マトリョーシカ的日常

ワクワクばらまく明日のブログ。

記録-20140206

 寿司を食べに僕はカエサルとともに家を出た。猛吹雪だった。あたりはまだ薄暗く、新聞配達をしていた青年とすれちがった。切符を買い改札を抜けるとほぼ同時に急行電車が入ってきた。僕は入り、カエサルも入った。車両の中には数人の観光客のみいた。

 駅を通過するごとに街は次第に明るくなっていく。終点の駅をすぎた辺りではもう昼を超えていた。そんなにおいしいのかいと僕はカエサルに聞いた。カエサルは何も言わなかった。いつものことだったので僕は会話を諦めた。

 電車を降りて目的の店まで向かう。一センチ以上のぼたん雪が頭に降り積もる。払いのけながら急勾配の山道を上る。どんどんと不安になったきた。寿司というものは海の魚介類を素材としているのだから本来ならば海辺に店を作るのが当たり前ではないのか。

 店はあった。回転寿しだった。中に入ると意外にも近代的な作りでレールの上に特急列車が運行していた。
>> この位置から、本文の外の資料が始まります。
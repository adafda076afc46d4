//! Shared application router builder.
//!
//! Provides [`build_app_router`] so both the production binary (`main.rs`)
//! and integration tests (`tests/common/mod.rs`) use the same middleware
//! stack.

use std::time::Duration;

use axum::http::header::CONTENT_TYPE;
use axum::http::{HeaderName, HeaderValue, Method, StatusCode};
use axum::Router;
use tower_http::catch_panic::CatchPanicLayer;
use tower_http::cors::CorsLayer;
use tower_http::request_id::{MakeRequestUuid, PropagateRequestIdLayer, SetRequestIdLayer};
use tower_http::timeout::TimeoutLayer;
use tower_http::trace::{DefaultMakeSpan, DefaultOnResponse, TraceLayer};
use tracing::Level;

use crate::config::{ConfigError, ServerConfig};
use crate::routes;
use crate::state::AppState;

/// Build the full application [`Router`] with all middleware layers.
///
/// The middleware stack is applied bottom-up:
///
/// 1. CORS
/// 2. Set request ID on incoming requests
/// 3. Structured request/response tracing
/// 4. Propagate request ID to response
/// 5. Request timeout
/// 6. Panic recovery (catch panics, return 500)
///
/// Fails if a configured CORS origin is not a valid header value.
pub fn build_app_router(state: AppState, config: &ServerConfig) -> Result<Router, ConfigError> {
    let cors = build_cors_layer(config)?;
    let request_id_header = HeaderName::from_static("x-request-id");

    let app = Router::new()
        // Health check at root level (not under /api/v1).
        .merge(routes::health::router())
        // API v1 routes.
        .nest("/api/v1", routes::api_routes())
        // -- Middleware stack (applied bottom-up) --
        .layer(CatchPanicLayer::new())
        .layer(TimeoutLayer::with_status_code(
            StatusCode::REQUEST_TIMEOUT,
            Duration::from_secs(config.request_timeout_secs),
        ))
        .layer(PropagateRequestIdLayer::new(request_id_header.clone()))
        .layer(
            TraceLayer::new_for_http()
                .make_span_with(DefaultMakeSpan::new().level(Level::INFO))
                .on_response(DefaultOnResponse::new().level(Level::INFO)),
        )
        .layer(SetRequestIdLayer::new(request_id_header, MakeRequestUuid))
        .layer(cors)
        .with_state(state);

    Ok(app)
}

/// Build the CORS middleware layer from server configuration.
pub fn build_cors_layer(config: &ServerConfig) -> Result<CorsLayer, ConfigError> {
    let origins = config
        .cors_origins
        .iter()
        .map(|o| {
            o.parse::<HeaderValue>().map_err(|_| ConfigError {
                var: "CORS_ORIGINS",
                expected: "origin",
                value: o.clone(),
            })
        })
        .collect::<Result<Vec<_>, _>>()?;

    Ok(CorsLayer::new()
        .allow_origin(origins)
        .allow_methods([Method::GET, Method::POST, Method::DELETE, Method::PATCH])
        .allow_headers([CONTENT_TYPE])
        .max_age(Duration::from_secs(3600)))
}
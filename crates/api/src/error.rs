use axum::http::StatusCode;
use axum::response::{IntoResponse, Response};
use hive_core::error::CoreError;
use hive_db::RepoError;
use serde_json::json;

/// Application-level error type for HTTP handlers.
///
/// Wraps [`CoreError`] for domain errors and adds HTTP-specific variants.
/// Implements [`IntoResponse`] to produce consistent JSON error responses.
#[derive(Debug, thiserror::Error)]
pub enum AppError {
    /// A domain-level error from `hive_core`.
    #[error(transparent)]
    Core(#[from] CoreError),

    /// A database error from sqlx.
    #[error("Database error: {0}")]
    Database(#[from] sqlx::Error),

    /// A bad request with a human-readable message.
    #[error("Bad request: {0}")]
    BadRequest(String),

    /// An internal error with a human-readable message.
    #[error("Internal error: {0}")]
    InternalError(String),
}

/// Convenience type alias for handler return values.
pub type AppResult<T> = Result<T, AppError>;

impl From<RepoError> for AppError {
    fn from(err: RepoError) -> Self {
        match err {
            RepoError::Core(core) => Self::Core(core),
            RepoError::Database(db) => Self::Database(db),
        }
    }
}

impl IntoResponse for AppError {
    fn into_response(self) -> Response {
        let (status, code, message) = match &self {
            // --- CoreError variants ---
            AppError::Core(core) => match core {
                CoreError::NotFound { entity, id } => (
                    StatusCode::NOT_FOUND,
                    "NOT_FOUND",
                    format!("{entity} with id {id} not found"),
                ),
                CoreError::Validation(msg) => {
                    (StatusCode::BAD_REQUEST, "VALIDATION_ERROR", msg.clone())
                }
                CoreError::DuplicateEmail(email) => (
                    StatusCode::BAD_REQUEST,
                    "DUPLICATE_EMAIL",
                    format!("Email '{email}' is already registered"),
                ),
                CoreError::InvalidCredentials => (
                    StatusCode::BAD_REQUEST,
                    "INVALID_CREDENTIALS",
                    core.to_string(),
                ),
                CoreError::Storage(msg) => {
                    tracing::error!(error = %msg, "Storage error");
                    (
                        StatusCode::INTERNAL_SERVER_ERROR,
                        "STORAGE_ERROR",
                        "A storage error occurred".to_string(),
                    )
                }
                CoreError::Internal(msg) => {
                    tracing::error!(error = %msg, "Internal core error");
                    (
                        StatusCode::INTERNAL_SERVER_ERROR,
                        "INTERNAL_ERROR",
                        "An internal error occurred".to_string(),
                    )
                }
            },

            // --- Database errors ---
            AppError::Database(err) => classify_sqlx_error(err),

            // --- HTTP-specific errors ---
            AppError::BadRequest(msg) => (StatusCode::BAD_REQUEST, "BAD_REQUEST", msg.clone()),
            AppError::InternalError(msg) => {
                tracing::error!(error = %msg, "Internal error");
                (
                    StatusCode::INTERNAL_SERVER_ERROR,
                    "INTERNAL_ERROR",
                    "An internal error occurred".to_string(),
                )
            }
        };

        let body = json!({
            "error": message,
            "code": code,
        });

        (status, axum::Json(body)).into_response()
    }
}

/// Classify a sqlx error into an HTTP status, error code, and message.
///
/// - `RowNotFound` maps to 404.
/// - Everything else maps to 500 with a sanitized message.
///
/// Unique violations never reach this point: the repositories translate the
/// ones callers can trigger into domain errors.
fn classify_sqlx_error(err: &sqlx::Error) -> (StatusCode, &'static str, String) {
    match err {
        sqlx::Error::RowNotFound => (
            StatusCode::NOT_FOUND,
            "NOT_FOUND",
            "Resource not found".to_string(),
        ),
        other => {
            tracing::error!(error = %other, "Database error");
            (
                StatusCode::INTERNAL_SERVER_ERROR,
                "INTERNAL_ERROR",
                "An internal error occurred".to_string(),
            )
        }
    }
}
好きなものを頼んで良い、とカエサル。これは夢に違いないと思いながら僕はいただいた。ぷりぷりのいくら、ボリューミーなねぎとろ、あぶらののった海老、だしのきいた茶碗蒸し。どれもこれもがうまい。

 一時間もしないうちに二十皿くらいたいらげてしまった。マスター、ごちそうさま。カエサルはそう言うとさっそうと店を後にした。常連なのだろう。僕もごちそうさまと言って店を出ようとした。

 と誰かに肩を掴まれた。マスターだ。

 七千円。


 まじっすか。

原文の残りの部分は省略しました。